We Need a More Diverse Economy

Michael J. Perrill tells some hard truths about higher education, sounding a theme that’s been a staple here—college just isn’t for everyone:

But our system isn’t rational, and it doesn’t like to acknowledge long odds. Perhaps it used to, but this sort of realism was judged to be deterministic, racist, and classist. And for sure, when judgments were made on the basis of ZIP code or skin color, the old system was exactly that. Those high school “tracks” were immutable, and those who wound up in “voc-ed” (or, at least as bad, the “general” track) were those for whom secondary schooling, in society’s eyes, was mostly a custodial function.

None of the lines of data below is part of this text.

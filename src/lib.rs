pub mod auth;
pub mod board;
pub mod client;
pub mod config;
pub mod db;
pub mod error;
pub mod extract;
pub mod geo;
pub mod import;
pub mod models;
pub mod push;
pub mod realtime;
pub mod reconcile;
pub mod retry;
pub mod routes;
pub mod schema;
pub mod shares;
pub mod state;
pub mod stats;
pub mod store;

pub use board::{BoardFilter, BoardMode, BoardSession};
pub use reconcile::{Reconciler, StatusOutcome};
pub use store::{DataStore, PgStore};
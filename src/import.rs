use chrono::NaiveDate;
use serde::{Deserialize, Serialize};
use thiserror::Error;
use tracing::{info, warn};
use uuid::Uuid;

use crate::extract::ExtractedJob;
use crate::models::{Job, JobStatus, NewJob};
use crate::store::{DataStore, StoreError};

const DATE_FORMATS: &[&str] = &[
    "%m/%d/%Y",
    "%Y-%m-%d",
    "%d-%m-%Y",
    "%b %d %Y",
    "%b %d, %Y",
    "%B %d %Y",
    "%B %d, %Y",
];

pub fn parse_job_date(raw: &str) -> Option<NaiveDate> {
    let raw = raw.trim();
    DATE_FORMATS
        .iter()
        .find_map(|format| NaiveDate::parse_from_str(raw, format).ok())
}

#[derive(Debug, Error)]
pub enum ImportError {
    #[error("draft {0} not found")]
    UnknownDraft(Uuid),
    #[error("draft {0} is already being saved")]
    Busy(Uuid),
    #[error("invalid job date {0:?}")]
    InvalidDate(Option<String>),
    #[error(transparent)]
    Store(#[from] StoreError),
}

#[derive(Debug, Clone, Copy, PartialEq, Eq, Serialize, Deserialize)]
#[serde(rename_all = "snake_case")]
pub enum DraftIssue {
    MissingLot,
    InvalidDate,
}

#[derive(Debug, Clone, Copy, PartialEq, Eq, Serialize, Deserialize)]
#[serde(rename_all = "snake_case")]
pub enum DraftState {
    Pending,
    Saving,
}

#[derive(Debug, Clone, PartialEq, Serialize, Deserialize)]
pub struct ImportDraft {
    pub temp_id: Uuid,
    pub fields: ExtractedJob,
    pub job_date: Option<NaiveDate>,
    pub issues: Vec<DraftIssue>,
    pub state: DraftState,
}

impl ImportDraft {
    pub fn new(mut fields: ExtractedJob, today: NaiveDate) -> Self {
        let mut issues = Vec::new();

        let job_date = match fields.date.as_deref().map(str::trim) {
            Some(raw) if !raw.is_empty() => {
                let parsed = parse_job_date(raw);
                if parsed.is_none() {
                    issues.push(DraftIssue::InvalidDate);
                }
                parsed
            }
            _ => {
                fields.date = Some(today.format("%-m/%-d/%Y").to_string());
                Some(today)
            }
        };

        if fields
            .lot_number
            .as_deref()
            .map_or(true, |lot| lot.trim().is_empty())
        {
            issues.push(DraftIssue::MissingLot);
        }

        Self {
            temp_id: Uuid::new_v4(),
            fields,
            job_date,
            issues,
            state: DraftState::Pending,
        }
    }

    pub fn to_new_job(&self, actor: Uuid) -> Result<NewJob, ImportError> {
        let job_date = self
            .job_date
            .ok_or_else(|| ImportError::InvalidDate(self.fields.date.clone()))?;
        let fields = &self.fields;
        Ok(NewJob {
            id: Uuid::new_v4(),
            job_date,
            lot_number: fields.lot_number.clone(),
            company_name: fields.company_name.clone(),
            address: fields.address.clone(),
            assets: fields.assets.clone(),
            comments: fields.comments.clone(),
            contact_name: fields.contact_name.clone(),
            contact_detail: fields.contact_detail.clone(),
            status: JobStatus::Pending,
            created_by: Some(actor),
        })
    }
}

#[derive(Debug, Clone, PartialEq, Serialize, Deserialize)]
pub struct ApprovalFailure {
    pub temp_id: Uuid,
    pub error: String,
}

#[derive(Debug, Clone, Default, PartialEq, Serialize, Deserialize)]
pub struct ApprovalSummary {
    pub created: Vec<Job>,
    pub failures: Vec<ApprovalFailure>,
}

#[derive(Debug, Clone, Default)]
pub struct DraftList {
    drafts: Vec<ImportDraft>,
}

impl DraftList {
    pub fn from_extracted(jobs: Vec<ExtractedJob>, today: NaiveDate) -> Self {
        Self {
            drafts: jobs
                .into_iter()
                .map(|fields| ImportDraft::new(fields, today))
                .collect(),
        }
    }

    pub fn drafts(&self) -> &[ImportDraft] {
        &self.drafts
    }

    pub fn into_drafts(self) -> Vec<ImportDraft> {
        self.drafts
    }

    pub fn len(&self) -> usize {
        self.drafts.len()
    }

    pub fn is_empty(&self) -> bool {
        self.drafts.is_empty()
    }

    pub fn get(&self, temp_id: Uuid) -> Option<&ImportDraft> {
        self.drafts.iter().find(|draft| draft.temp_id == temp_id)
    }

    pub async fn approve_row(
        &mut self,
        store: &dyn DataStore,
        temp_id: Uuid,
        actor: Uuid,
    ) -> Result<Job, ImportError> {
        let index = self
            .drafts
            .iter()
            .position(|draft| draft.temp_id == temp_id)
            .ok_or(ImportError::UnknownDraft(temp_id))?;
        if self.drafts[index].state == DraftState::Saving {
            return Err(ImportError::Busy(temp_id));
        }

        let new_job = self.drafts[index].to_new_job(actor)?;
        self.drafts[index].state = DraftState::Saving;

        match store.insert_job(new_job).await {
            Ok(job) => {
                self.drafts.retain(|draft| draft.temp_id != temp_id);
                info!(job_id = %job.id, temp_id = %temp_id, "import row approved");
                Ok(job)
            }
            Err(err) => {
                if let Some(draft) = self.drafts.iter_mut().find(|d| d.temp_id == temp_id) {
                    draft.state = DraftState::Pending;
                }
                warn!(temp_id = %temp_id, error = %err, "failed to save import row");
                Err(err.into())
            }
        }
    }

    pub fn reject_row(&mut self, temp_id: Uuid) -> bool {
        let before = self.drafts.len();
        self.drafts.retain(|draft| draft.temp_id != temp_id);
        self.drafts.len() < before
    }

    pub async fn approve_all(&mut self, store: &dyn DataStore, actor: Uuid) -> ApprovalSummary {
        let pending: Vec<Uuid> = self
            .drafts
            .iter()
            .filter(|draft| draft.state == DraftState::Pending)
            .map(|draft| draft.temp_id)
            .collect();

        let mut summary = ApprovalSummary::default();
        for temp_id in pending {
            match self.approve_row(store, temp_id, actor).await {
                Ok(job) => summary.created.push(job),
                Err(err) => summary.failures.push(ApprovalFailure {
                    temp_id,
                    error: err.to_string(),
                }),
            }
        }
        summary
    }
}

But making sure that there are real options for our young people—options that include high-quality career and technical education—is a totally different proposition. We shouldn’t force anyone into that route, but we also shouldn’t guilt kids with low odds of college success—regardless of their race or class—to keep trudging through academic coursework as teens. Yet it appears that we are doing just that; according to Kate Blosveren Kreamer of the National Association of State Directors of Career Technical Education, only 20 percent of high school students “concentrate” in career and technical education, even though that’s a better bet for many more of them. Then, even when students graduate high school with seventh-grade skills, we encourage them to enroll in college, starting with several semesters of “developmental” education.

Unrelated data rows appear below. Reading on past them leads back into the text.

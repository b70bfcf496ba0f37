use std::path::PathBuf;
use std::sync::Arc;

use anyhow::{bail, Context, Result};
use chrono::NaiveDate;
use clap::{Parser, Subcommand};
use serde::Serialize;
use tracing_subscriber::EnvFilter;
use uuid::Uuid;

use jobtracker::{
    auth::jwt::JwtService,
    client::ApiClient,
    config::AppConfig,
    db,
    geo::{Coordinates, DistanceAnnotator},
    models::{JobStatus, Role},
    realtime::RemoteFeed,
    BoardFilter, BoardMode, BoardSession, DataStore, PgStore,
};

#[derive(Parser, Debug)]
#[command(name = "board")]
#[command(about = "Operate the job board from a terminal")]
struct Args {
    #[command(subcommand)]
    command: Commands,
}

#[derive(Subcommand, Debug)]
enum Commands {
    /// Print a worker's board
    Jobs {
        #[arg(long)]
        user: Uuid,
        /// `mine` or `all`
        #[arg(long, default_value = "mine")]
        mode: BoardMode,
        #[arg(long)]
        date: Option<NaiveDate>,
        /// Origin latitude; annotates driving distances together with --lng
        #[arg(long, requires = "lng")]
        lat: Option<f64>,
        #[arg(long, requires = "lat")]
        lng: Option<f64>,
    },

    /// Change a job's status as the token's owner
    Status {
        #[arg(long, default_value = "http://127.0.0.1:3000")]
        server: String,
        #[arg(long)]
        token: String,
        #[arg(long)]
        job: Uuid,
        #[arg(long)]
        status: JobStatus,
        /// Assign the worker when they are not on the job yet
        #[arg(long)]
        confirm: bool,
    },

    /// Extract jobs from a text file and optionally save them all
    Import {
        file: PathBuf,
        #[arg(long, default_value = "http://127.0.0.1:3000")]
        server: String,
        /// Admin token; approved jobs are recorded as created by its owner
        #[arg(long)]
        token: String,
        #[arg(long)]
        approve_all: bool,
    },

    /// Follow live job changes from a running server
    Watch {
        #[arg(long, default_value = "http://127.0.0.1:3000")]
        server: String,
        #[arg(long)]
        token: String,
        /// Keep this worker's board in sync and print it after each change
        #[arg(long)]
        user: Option<Uuid>,
    },

    /// Issue an access token
    Token {
        #[arg(long)]
        user: Uuid,
        #[arg(long, default_value = "employee")]
        role: Role,
        #[arg(long)]
        email: Option<String>,
    },
}

#[tokio::main]
async fn main() -> Result<()> {
    dotenv::dotenv().ok();
    init_tracing();

    let args = Args::parse();
    let config = AppConfig::from_env()?;

    match args.command {
        Commands::Jobs {
            user,
            mode,
            date,
            lat,
            lng,
        } => {
            let store = open_store(&config)?;
            let mut session =
                BoardSession::open(store.as_ref(), user, BoardFilter { mode, date }).await?;
            if let (Some(lat), Some(lng)) = (lat, lng) {
                let annotator = DistanceAnnotator::from_config(http_client(&config)?, &config.geo);
                session.annotate(&annotator, Coordinates::new(lat, lng)).await;
            }
            print_json(&session.jobs())?;
        }
        Commands::Status {
            server,
            token,
            job,
            status,
            confirm,
        } => {
            let api = ApiClient::new(http_client(&config)?, &server, token);
            let outcome = api.set_status(job, status, confirm).await?;
            print_json(&outcome)?;
        }
        Commands::Import {
            file,
            server,
            token,
            approve_all,
        } => {
            let text = std::fs::read_to_string(&file)
                .with_context(|| format!("failed to read {}", file.display()))?;
            if text.trim().is_empty() {
                bail!("{} is empty", file.display());
            }
            let api = ApiClient::new(http_client(&config)?, &server, token);
            let batch = api.extract(&text, "file").await?;
            tracing::info!(batch_id = %batch.batch_id, count = batch.count, "jobs extracted");

            if approve_all && !batch.drafts.is_empty() {
                let jobs = batch.drafts.into_iter().map(|draft| draft.fields).collect();
                print_json(&api.approve_all(jobs).await?)?;
            } else {
                print_json(&batch.drafts)?;
            }
        }
        Commands::Watch {
            server,
            token,
            user,
        } => {
            let mut board = match user {
                Some(user) => {
                    let store = open_store(&config)?;
                    let session =
                        BoardSession::open(store.as_ref(), user, BoardFilter::default()).await?;
                    Some((store, session))
                }
                None => None,
            };

            let feed = RemoteFeed::new(http_client(&config)?, &server, token);
            let mut changes = feed.connect().await?;
            tracing::info!(server = %server, "watching job changes");
            while let Some(change) = changes.next().await? {
                print_json(&change)?;
                if let Some((store, session)) = board.as_mut() {
                    let action = session.sync(&change, store.as_ref()).await?;
                    tracing::info!(job_id = %change.job_id(), ?action, "board synced");
                    print_json(&session.jobs())?;
                }
            }
            tracing::info!("change stream closed");
        }
        Commands::Token { user, role, email } => {
            let jwt = JwtService::from_config(&config)?;
            println!("{}", jwt.generate_token(user, email.as_deref(), role)?);
        }
    }

    Ok(())
}

fn open_store(config: &AppConfig) -> Result<Arc<dyn DataStore>> {
    let pool = db::init_pool_with_size(&config.database_url, 2)?;
    Ok(Arc::new(PgStore::new(pool)))
}

fn http_client(config: &AppConfig) -> Result<reqwest::Client> {
    reqwest::Client::builder()
        .user_agent(config.geo.geocoder_user_agent.clone())
        .build()
        .context("failed to build HTTP client")
}

fn print_json<T: Serialize + ?Sized>(value: &T) -> Result<()> {
    println!("{}", serde_json::to_string_pretty(value)?);
    Ok(())
}

fn init_tracing() {
    let filter = EnvFilter::try_from_default_env().unwrap_or_else(|_| EnvFilter::new("warn"));
    tracing_subscriber::fmt()
        .with_env_filter(filter)
        .with_target(false)
        .compact()
        .with_writer(std::io::stderr)
        .init();
}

This might be the greatest crime. How do low-income students who start community college in remedial courses fare? According to the college-access advocacy group Complete College America, less than 10 percent of them complete a two-year degree within three years. Most won’t ever get past their remedial courses. Almost certain failure.

Yesterday when I worked as an election judge I worked with one guy who was a powder coater by trade and another who made acoustic equipment. It was like a breath of fresh air. Neither of these guys was stupid but neither was an intellectual, either. We found a good deal of common ground. I had more fun chatting with them than I have in a long time.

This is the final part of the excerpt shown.